What is needed: Report each line of the listing that carries the word "CertificateDer".

* * *

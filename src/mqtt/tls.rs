// SPDX-License-Identifier: AGPL-3.0-or-later
// Copyright (C) 2012-2025 Andrei Maltsev

//! TLS client setup for gateways with broker TLS enabled.
//!
//! Gateways present certificates issued by the vendor CA for a fixed
//! internal name, so the chain is validated against the bundled CA while
//! hostname verification is disabled.

use std::{
    path::{Path, PathBuf},
    sync::Arc,
};

use thiserror::Error;
use tokio_rustls::{
    TlsConnector,
    rustls::{
        CertificateError, ClientConfig, DigitallySignedStruct, Error as RustlsError,
        RootCertStore, SignatureScheme,
        client::{
            WebPkiServerVerifier,
            danger::{HandshakeSignatureValid, ServerCertVerified, ServerCertVerifier},
        },
        crypto::{CryptoProvider, ring},
    },
};

use rustls_pki_types::{CertificateDer, ServerName, UnixTime};

/// Default location of the CA bundle shipped with the crate. Sessions
/// accept an explicit path when the bundle lives elsewhere.
pub fn bundled_ca_path() -> PathBuf {
    PathBuf::from(concat!(env!("CARGO_MANIFEST_DIR"), "/certs/ca.crt"))
}

#[derive(Debug, Error)]
pub enum TlsSetupError {
    #[error("failed to read CA bundle {path}: {source}")]
    ReadCa {
        path: String,
        source: std::io::Error,
    },
    #[error("CA bundle {0} contains no usable certificates")]
    EmptyCa(String),
    #[error("TLS configuration rejected: {0}")]
    Config(#[from] RustlsError),
    #[error("verifier construction failed: {0}")]
    Verifier(String),
}

/// Chain-validating verifier that tolerates hostname mismatches only.
#[derive(Debug)]
struct IgnoreHostname {
    inner: Arc<WebPkiServerVerifier>,
}

impl ServerCertVerifier for IgnoreHostname {
    fn verify_server_cert(
        &self,
        end_entity: &CertificateDer<'_>,
        intermediates: &[CertificateDer<'_>],
        server_name: &ServerName<'_>,
        ocsp_response: &[u8],
        now: UnixTime,
    ) -> Result<ServerCertVerified, RustlsError> {
        match self.inner.verify_server_cert(
            end_entity,
            intermediates,
            server_name,
            ocsp_response,
            now,
        ) {
            Ok(verified) => Ok(verified),
            Err(RustlsError::InvalidCertificate(
                CertificateError::NotValidForName
                | CertificateError::NotValidForNameContext { .. },
            )) => Ok(ServerCertVerified::assertion()),
            Err(err) => Err(err),
        }
    }

    fn verify_tls12_signature(
        &self,
        message: &[u8],
        cert: &CertificateDer<'_>,
        dss: &DigitallySignedStruct,
    ) -> Result<HandshakeSignatureValid, RustlsError> {
        self.inner.verify_tls12_signature(message, cert, dss)
    }

    fn verify_tls13_signature(
        &self,
        message: &[u8],
        cert: &CertificateDer<'_>,
        dss: &DigitallySignedStruct,
    ) -> Result<HandshakeSignatureValid, RustlsError> {
        self.inner.verify_tls13_signature(message, cert, dss)
    }

    fn supported_verify_schemes(&self) -> Vec<SignatureScheme> {
        self.inner.supported_verify_schemes()
    }
}

fn provider() -> Arc<CryptoProvider> {
    Arc::new(ring::default_provider())
}

/// Builds a connector trusting exactly the given CA bundle.
///
/// Reads the bundle synchronously; call through
/// [`build_connector`] from async code.
pub fn build_connector_sync(ca_path: &Path) -> Result<TlsConnector, TlsSetupError> {
    let pem = std::fs::read(ca_path).map_err(|source| TlsSetupError::ReadCa {
        path: ca_path.display().to_string(),
        source,
    })?;

    let mut roots = RootCertStore::empty();
    let mut reader = std::io::Cursor::new(pem);
    for cert in rustls_pemfile::certs(&mut reader) {
        let cert = cert.map_err(|source| TlsSetupError::ReadCa {
            path: ca_path.display().to_string(),
            source,
        })?;
        roots
            .add(cert)
            .map_err(TlsSetupError::Config)?;
    }
    if roots.is_empty() {
        return Err(TlsSetupError::EmptyCa(ca_path.display().to_string()));
    }

    let inner = WebPkiServerVerifier::builder_with_provider(Arc::new(roots), provider())
        .build()
        .map_err(|e| TlsSetupError::Verifier(e.to_string()))?;

    let config = ClientConfig::builder_with_provider(provider())
        .with_safe_default_protocol_versions()?
        .dangerous()
        .with_custom_certificate_verifier(Arc::new(IgnoreHostname { inner }))
        .with_no_client_auth();

    Ok(TlsConnector::from(Arc::new(config)))
}

/// Async wrapper that keeps certificate file I/O off the runtime threads.
pub async fn build_connector(ca_path: &Path) -> Result<TlsConnector, TlsSetupError> {
    let path = ca_path.to_path_buf();
    tokio::task::spawn_blocking(move || build_connector_sync(&path))
        .await
        .map_err(|e| TlsSetupError::Verifier(format!("worker task failed: {e}")))?
}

* * *

Solution to the exercise:
use rustls_pki_types::{CertificateDer, ServerName, UnixTime};
        end_entity: &CertificateDer<'_>,
        intermediates: &[CertificateDer<'_>],
        cert: &CertificateDer<'_>,
        cert: &CertificateDer<'_>,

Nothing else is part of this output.